Look through the listing below and count the lines holding "messages". Reply with the number alone.

Data extract:
▼▼▼
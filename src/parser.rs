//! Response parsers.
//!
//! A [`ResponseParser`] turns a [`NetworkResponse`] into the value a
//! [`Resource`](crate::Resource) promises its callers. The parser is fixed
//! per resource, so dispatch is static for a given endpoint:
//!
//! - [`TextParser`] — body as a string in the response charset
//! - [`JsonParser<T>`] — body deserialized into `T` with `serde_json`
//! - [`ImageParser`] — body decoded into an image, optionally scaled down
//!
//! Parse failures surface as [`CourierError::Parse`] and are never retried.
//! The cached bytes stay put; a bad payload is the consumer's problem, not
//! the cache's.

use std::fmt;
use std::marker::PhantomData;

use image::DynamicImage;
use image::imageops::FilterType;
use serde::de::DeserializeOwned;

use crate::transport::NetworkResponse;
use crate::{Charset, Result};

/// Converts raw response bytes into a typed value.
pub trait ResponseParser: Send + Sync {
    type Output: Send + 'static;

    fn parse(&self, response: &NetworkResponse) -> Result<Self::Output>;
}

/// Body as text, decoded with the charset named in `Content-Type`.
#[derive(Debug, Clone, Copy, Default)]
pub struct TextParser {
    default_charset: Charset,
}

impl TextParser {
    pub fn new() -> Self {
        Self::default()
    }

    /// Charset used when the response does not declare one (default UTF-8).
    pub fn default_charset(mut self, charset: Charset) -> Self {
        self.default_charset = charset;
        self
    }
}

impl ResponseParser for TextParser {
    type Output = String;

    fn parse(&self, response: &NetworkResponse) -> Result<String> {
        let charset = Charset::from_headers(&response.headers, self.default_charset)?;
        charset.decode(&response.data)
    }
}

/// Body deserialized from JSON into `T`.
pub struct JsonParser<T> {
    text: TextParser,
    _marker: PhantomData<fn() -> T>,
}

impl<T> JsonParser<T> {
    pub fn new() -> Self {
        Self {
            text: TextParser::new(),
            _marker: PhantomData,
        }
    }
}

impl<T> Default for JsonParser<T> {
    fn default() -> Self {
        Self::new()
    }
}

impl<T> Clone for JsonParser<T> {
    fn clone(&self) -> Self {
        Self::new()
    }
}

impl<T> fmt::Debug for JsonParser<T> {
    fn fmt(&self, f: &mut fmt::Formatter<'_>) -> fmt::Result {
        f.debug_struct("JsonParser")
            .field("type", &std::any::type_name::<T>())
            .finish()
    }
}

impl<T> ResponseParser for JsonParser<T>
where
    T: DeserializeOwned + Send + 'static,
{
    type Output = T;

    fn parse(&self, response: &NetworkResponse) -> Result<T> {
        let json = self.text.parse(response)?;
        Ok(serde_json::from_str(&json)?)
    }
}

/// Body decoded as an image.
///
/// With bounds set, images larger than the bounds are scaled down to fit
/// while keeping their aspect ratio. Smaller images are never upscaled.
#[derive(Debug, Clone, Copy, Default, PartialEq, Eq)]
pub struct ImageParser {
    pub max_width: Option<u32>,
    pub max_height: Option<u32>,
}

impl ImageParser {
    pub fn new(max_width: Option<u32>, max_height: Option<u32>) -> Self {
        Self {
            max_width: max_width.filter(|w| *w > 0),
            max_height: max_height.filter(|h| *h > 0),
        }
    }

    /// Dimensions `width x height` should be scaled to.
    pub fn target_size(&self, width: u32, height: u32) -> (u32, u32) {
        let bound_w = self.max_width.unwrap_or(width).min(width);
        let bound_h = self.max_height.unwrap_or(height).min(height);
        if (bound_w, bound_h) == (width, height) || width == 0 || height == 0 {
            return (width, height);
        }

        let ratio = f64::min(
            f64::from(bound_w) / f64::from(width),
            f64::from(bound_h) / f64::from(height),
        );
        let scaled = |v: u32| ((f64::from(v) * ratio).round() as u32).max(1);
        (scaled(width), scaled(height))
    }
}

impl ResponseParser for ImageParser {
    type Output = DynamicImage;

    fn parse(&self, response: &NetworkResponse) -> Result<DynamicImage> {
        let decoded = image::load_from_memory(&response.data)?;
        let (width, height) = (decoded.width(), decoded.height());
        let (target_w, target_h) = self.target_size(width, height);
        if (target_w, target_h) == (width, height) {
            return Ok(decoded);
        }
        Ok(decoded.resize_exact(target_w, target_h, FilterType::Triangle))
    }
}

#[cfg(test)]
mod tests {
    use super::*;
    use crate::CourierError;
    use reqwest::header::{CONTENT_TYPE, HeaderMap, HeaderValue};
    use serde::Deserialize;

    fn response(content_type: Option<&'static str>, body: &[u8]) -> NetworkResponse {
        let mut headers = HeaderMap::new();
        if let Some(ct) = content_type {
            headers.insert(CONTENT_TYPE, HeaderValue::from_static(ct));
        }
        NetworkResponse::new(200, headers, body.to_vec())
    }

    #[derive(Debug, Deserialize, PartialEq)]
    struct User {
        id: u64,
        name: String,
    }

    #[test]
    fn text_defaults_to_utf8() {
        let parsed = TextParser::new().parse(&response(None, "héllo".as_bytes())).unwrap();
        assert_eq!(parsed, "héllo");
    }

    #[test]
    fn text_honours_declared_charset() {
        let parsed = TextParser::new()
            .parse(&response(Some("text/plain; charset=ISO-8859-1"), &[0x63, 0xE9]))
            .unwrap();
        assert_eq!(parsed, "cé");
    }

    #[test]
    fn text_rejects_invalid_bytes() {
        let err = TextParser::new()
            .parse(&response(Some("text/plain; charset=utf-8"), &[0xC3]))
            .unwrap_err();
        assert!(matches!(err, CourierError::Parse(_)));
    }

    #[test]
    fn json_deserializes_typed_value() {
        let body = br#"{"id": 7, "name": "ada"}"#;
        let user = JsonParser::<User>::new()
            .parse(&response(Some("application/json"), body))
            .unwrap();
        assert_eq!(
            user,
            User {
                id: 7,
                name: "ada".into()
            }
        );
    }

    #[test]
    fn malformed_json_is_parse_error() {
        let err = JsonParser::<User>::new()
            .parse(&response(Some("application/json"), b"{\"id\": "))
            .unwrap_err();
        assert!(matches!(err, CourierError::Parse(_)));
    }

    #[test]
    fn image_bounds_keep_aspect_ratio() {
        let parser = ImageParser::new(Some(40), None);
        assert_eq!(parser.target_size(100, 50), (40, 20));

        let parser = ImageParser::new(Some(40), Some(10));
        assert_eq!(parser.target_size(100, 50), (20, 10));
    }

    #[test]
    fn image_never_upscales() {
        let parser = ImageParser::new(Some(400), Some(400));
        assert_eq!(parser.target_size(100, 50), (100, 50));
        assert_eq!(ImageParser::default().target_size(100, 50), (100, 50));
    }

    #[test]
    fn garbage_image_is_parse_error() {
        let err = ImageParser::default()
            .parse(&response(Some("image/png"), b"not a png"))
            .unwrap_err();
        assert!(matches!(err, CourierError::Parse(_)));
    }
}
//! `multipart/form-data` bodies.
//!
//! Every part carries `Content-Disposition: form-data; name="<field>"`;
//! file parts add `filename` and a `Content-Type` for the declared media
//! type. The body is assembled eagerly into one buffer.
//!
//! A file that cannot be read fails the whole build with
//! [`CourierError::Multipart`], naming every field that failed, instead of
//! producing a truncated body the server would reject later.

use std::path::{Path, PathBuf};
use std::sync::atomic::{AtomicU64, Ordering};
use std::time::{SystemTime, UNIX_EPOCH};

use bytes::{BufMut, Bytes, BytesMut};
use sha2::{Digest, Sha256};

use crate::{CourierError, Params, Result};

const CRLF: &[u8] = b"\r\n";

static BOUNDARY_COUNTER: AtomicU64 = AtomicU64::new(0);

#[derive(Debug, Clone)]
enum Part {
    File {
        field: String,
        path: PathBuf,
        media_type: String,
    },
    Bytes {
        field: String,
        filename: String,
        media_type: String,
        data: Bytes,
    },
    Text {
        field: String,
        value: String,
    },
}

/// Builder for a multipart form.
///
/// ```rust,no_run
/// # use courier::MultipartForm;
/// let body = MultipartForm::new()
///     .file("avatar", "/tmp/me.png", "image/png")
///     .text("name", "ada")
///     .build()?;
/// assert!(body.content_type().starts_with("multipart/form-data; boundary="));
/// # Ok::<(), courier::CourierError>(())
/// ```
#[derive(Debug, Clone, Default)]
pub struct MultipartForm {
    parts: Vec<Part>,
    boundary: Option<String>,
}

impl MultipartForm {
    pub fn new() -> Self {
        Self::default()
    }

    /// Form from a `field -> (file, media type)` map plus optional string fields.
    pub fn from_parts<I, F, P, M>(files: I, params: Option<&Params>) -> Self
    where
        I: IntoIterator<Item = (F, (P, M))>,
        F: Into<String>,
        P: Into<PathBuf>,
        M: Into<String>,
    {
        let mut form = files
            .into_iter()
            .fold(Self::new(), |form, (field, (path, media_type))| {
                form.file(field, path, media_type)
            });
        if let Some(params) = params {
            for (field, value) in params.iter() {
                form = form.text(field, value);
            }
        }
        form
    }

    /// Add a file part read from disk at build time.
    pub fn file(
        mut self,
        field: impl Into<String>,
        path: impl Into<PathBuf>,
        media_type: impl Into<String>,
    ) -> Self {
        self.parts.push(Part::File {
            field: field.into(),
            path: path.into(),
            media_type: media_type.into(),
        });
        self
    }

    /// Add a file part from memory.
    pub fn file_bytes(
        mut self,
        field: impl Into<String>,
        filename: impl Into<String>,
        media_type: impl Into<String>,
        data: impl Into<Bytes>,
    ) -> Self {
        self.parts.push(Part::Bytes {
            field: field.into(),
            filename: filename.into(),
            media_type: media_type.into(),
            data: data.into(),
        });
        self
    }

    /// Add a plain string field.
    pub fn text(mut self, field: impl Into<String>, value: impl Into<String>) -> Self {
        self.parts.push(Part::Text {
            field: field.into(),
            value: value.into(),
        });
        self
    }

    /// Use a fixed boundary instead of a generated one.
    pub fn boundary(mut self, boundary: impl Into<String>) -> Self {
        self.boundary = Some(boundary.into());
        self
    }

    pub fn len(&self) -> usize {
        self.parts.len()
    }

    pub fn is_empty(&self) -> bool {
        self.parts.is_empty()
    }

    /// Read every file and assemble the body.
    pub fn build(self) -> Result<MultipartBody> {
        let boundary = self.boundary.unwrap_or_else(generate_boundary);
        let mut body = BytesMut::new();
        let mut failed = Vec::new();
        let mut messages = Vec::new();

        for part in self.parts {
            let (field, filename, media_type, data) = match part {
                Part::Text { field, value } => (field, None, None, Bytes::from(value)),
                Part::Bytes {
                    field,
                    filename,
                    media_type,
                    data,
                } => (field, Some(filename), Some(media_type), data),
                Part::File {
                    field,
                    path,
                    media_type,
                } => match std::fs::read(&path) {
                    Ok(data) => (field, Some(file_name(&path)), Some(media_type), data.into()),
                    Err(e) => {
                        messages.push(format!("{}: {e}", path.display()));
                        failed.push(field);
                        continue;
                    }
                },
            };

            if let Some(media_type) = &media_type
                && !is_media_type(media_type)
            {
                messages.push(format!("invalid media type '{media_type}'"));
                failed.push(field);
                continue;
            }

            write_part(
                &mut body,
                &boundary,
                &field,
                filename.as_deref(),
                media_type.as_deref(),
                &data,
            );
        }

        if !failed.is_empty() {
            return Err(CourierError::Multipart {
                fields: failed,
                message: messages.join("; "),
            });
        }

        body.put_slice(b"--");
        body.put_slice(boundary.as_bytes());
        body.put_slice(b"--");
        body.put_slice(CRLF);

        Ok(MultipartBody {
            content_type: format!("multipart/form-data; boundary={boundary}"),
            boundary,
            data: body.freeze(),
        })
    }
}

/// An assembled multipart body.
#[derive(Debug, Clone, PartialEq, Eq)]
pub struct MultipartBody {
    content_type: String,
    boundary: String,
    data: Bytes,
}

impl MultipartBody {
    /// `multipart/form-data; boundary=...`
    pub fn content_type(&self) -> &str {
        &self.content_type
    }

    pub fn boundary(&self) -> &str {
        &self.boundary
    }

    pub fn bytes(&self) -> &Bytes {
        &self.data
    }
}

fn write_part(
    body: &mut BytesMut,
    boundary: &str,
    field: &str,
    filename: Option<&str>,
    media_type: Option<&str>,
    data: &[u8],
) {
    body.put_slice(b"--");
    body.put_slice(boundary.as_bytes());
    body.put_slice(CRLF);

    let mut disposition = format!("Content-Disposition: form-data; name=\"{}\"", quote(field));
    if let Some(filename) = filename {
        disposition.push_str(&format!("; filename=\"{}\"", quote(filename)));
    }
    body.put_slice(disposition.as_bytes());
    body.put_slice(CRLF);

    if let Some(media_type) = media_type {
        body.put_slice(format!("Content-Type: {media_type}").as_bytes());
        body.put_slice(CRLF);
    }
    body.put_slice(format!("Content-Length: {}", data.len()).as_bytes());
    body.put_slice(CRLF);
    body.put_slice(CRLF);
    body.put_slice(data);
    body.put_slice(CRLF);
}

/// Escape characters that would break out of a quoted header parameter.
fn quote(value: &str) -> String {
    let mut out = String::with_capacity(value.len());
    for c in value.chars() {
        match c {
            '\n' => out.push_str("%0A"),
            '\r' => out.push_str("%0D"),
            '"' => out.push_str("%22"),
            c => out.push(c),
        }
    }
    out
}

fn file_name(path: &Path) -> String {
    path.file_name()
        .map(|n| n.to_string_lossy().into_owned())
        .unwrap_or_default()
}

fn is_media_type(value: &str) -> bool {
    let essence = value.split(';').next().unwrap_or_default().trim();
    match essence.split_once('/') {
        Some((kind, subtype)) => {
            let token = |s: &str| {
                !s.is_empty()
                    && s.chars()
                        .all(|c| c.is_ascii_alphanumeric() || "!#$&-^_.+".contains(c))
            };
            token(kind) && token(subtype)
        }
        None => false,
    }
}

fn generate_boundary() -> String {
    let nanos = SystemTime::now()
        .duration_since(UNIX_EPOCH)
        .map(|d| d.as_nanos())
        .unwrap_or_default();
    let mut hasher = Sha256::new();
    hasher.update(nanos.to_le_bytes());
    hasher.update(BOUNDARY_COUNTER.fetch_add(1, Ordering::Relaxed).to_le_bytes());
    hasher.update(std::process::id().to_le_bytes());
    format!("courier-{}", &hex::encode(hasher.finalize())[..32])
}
▲▲▲
▼▼▼
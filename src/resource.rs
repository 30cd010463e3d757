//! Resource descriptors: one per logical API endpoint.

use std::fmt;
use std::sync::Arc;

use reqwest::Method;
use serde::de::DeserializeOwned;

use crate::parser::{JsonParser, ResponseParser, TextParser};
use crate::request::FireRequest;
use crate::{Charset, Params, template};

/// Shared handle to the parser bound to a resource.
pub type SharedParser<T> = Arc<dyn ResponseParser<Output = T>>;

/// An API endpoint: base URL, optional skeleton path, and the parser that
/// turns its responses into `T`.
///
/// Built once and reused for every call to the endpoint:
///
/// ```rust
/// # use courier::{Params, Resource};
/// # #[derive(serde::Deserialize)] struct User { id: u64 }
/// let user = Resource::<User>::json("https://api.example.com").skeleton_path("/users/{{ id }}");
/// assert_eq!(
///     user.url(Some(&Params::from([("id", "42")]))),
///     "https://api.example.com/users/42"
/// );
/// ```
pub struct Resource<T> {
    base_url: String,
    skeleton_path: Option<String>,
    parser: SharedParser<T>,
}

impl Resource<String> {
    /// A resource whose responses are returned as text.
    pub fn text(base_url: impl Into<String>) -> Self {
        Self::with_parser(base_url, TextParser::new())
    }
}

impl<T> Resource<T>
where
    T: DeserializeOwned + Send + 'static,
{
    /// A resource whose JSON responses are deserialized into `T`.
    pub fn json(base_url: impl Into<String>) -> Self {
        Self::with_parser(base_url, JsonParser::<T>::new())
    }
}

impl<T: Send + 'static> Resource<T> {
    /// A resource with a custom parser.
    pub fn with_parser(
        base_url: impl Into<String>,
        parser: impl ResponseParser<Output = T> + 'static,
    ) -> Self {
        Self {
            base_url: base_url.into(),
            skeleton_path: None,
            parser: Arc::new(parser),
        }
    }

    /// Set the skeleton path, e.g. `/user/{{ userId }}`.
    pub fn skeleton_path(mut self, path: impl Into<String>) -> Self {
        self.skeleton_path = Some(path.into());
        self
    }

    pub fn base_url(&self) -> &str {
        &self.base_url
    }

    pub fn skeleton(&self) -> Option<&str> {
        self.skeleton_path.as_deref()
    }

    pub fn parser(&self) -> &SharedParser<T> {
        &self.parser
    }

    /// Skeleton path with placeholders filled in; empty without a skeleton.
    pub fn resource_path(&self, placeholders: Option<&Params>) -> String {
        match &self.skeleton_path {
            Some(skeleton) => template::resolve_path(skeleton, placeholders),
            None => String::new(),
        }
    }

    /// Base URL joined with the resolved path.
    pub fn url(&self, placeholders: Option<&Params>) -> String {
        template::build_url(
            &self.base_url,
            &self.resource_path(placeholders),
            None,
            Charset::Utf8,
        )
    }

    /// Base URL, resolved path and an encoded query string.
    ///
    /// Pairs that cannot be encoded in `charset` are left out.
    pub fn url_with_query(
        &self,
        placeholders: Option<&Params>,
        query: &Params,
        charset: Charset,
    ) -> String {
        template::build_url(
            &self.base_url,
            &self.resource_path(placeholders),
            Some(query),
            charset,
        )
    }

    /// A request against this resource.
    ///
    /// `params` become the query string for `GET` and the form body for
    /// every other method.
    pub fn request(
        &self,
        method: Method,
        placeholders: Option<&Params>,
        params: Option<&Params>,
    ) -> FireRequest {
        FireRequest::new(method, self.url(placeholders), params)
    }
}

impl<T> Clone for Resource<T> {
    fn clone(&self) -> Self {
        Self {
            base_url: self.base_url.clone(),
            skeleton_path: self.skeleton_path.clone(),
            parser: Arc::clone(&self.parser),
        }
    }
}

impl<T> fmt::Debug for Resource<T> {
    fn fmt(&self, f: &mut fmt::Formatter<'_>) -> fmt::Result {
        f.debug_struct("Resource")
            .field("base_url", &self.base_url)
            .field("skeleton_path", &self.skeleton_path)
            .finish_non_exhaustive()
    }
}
▲▲▲
▼▼▼
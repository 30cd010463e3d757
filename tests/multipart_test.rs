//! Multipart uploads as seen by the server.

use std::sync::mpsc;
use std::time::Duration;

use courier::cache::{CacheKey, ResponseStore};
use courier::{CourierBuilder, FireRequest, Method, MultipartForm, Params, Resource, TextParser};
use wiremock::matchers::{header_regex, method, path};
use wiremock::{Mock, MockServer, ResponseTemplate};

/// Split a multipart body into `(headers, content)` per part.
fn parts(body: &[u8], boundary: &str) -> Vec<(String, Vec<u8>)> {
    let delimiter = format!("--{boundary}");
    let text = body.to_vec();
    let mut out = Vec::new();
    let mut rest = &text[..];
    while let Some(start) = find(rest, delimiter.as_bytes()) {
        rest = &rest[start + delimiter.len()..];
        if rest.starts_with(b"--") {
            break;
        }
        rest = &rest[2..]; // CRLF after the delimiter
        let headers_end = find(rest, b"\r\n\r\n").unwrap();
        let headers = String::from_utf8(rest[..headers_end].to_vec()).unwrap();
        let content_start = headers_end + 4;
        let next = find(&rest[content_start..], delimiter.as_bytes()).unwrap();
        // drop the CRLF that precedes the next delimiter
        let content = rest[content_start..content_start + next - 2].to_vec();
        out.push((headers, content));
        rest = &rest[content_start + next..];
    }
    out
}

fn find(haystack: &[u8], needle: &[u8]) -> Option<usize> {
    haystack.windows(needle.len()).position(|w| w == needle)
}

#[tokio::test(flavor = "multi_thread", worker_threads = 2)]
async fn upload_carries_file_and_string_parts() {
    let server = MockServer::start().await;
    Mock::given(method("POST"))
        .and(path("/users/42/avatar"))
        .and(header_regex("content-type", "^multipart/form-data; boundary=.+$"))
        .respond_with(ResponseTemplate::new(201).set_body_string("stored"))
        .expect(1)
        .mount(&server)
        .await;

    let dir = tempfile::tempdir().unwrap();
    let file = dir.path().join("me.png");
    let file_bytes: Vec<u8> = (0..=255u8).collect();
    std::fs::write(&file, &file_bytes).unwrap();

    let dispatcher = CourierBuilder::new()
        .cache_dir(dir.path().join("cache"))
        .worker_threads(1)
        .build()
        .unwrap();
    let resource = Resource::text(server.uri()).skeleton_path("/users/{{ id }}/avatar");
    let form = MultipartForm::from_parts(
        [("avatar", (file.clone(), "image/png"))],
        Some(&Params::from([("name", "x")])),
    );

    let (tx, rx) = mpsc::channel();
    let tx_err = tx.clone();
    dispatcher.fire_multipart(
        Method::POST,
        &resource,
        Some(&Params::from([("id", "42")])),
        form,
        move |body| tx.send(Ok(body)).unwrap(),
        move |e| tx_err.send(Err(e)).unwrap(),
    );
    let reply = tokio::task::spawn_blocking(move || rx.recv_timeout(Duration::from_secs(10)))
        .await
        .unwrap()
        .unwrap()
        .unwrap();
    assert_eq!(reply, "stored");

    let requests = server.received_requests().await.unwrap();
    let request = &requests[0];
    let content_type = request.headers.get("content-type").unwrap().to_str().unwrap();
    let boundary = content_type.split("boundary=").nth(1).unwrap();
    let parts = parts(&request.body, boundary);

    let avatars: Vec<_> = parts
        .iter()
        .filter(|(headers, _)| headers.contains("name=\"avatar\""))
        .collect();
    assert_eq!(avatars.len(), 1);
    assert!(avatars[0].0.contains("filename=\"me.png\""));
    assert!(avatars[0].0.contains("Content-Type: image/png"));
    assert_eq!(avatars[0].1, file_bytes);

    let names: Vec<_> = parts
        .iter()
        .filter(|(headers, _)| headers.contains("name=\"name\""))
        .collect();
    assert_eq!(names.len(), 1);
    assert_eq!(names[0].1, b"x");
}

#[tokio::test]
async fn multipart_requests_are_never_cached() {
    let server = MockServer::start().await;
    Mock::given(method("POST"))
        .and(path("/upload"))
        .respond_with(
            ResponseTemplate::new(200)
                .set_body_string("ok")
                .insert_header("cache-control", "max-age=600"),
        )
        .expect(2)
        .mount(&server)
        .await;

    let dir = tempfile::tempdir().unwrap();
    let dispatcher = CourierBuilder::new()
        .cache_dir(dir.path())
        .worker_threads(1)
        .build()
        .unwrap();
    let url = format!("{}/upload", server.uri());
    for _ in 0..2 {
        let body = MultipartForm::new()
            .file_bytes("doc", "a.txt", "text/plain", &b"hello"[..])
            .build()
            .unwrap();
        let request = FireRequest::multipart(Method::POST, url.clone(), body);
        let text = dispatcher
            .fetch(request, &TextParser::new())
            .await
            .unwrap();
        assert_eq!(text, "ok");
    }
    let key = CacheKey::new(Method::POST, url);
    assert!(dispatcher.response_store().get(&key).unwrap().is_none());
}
▲▲▲
Expected answer: 4